Collected data:
- - - - -

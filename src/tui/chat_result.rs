//! Handling of chat completion results and conversation save.

use crate::core::api::{ApiError, ChatReply};
use crate::core::config::Config;
use crate::core::history;

use super::app::{App, ScrollPosition};
use super::handlers::PendingChat;

/// Save the current conversation if it has unsaved changes. Returns false when saving failed.
pub(super) fn save_conversation_if_dirty(app: &mut App, config: &Config) -> bool {
    if !app.conversation.is_dirty() || app.conversation.is_empty() {
        return true;
    }
    match history::save_conversation(&app.conversation, config) {
        Ok(id) => {
            app.conversation.set_id(id);
            app.conversation.clear_dirty();
            true
        }
        Err(e) => {
            log::error!("Failed to save conversation: {}", e);
            app.set_toast(format!("Save failed: {}", e));
            false
        }
    }
}

/// Cancel the in-flight request, if any, and close the pending turn with the
/// cancellation notice.
pub(super) fn cancel_pending(app: &mut App, pending_chat: &mut Option<PendingChat>) {
    if let Some(pc) = pending_chat.take() {
        pc.cancel_token.cancel();
    }
    if app.is_loading() {
        app.conversation.complete(Err(ApiError::Cancelled));
        app.loading_since = None;
    }
}

/// Process a chat result: append the reply or error, follow the bottom, and save.
pub(super) fn handle_chat_result(
    app: &mut App,
    result: Result<ChatReply, ApiError>,
    config: &Config,
) {
    app.conversation.complete(result);
    app.loading_since = None;
    app.scroll = ScrollPosition::Bottom;
    save_conversation_if_dirty(app, config);
}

- - - - -

-- Task objective --
Show every line in the records above that contains the word "PendingChat".

-- Your solution --
use super::handlers::PendingChat;
pub(super) fn cancel_pending(app: &mut App, pending_chat: &mut Option<PendingChat>) {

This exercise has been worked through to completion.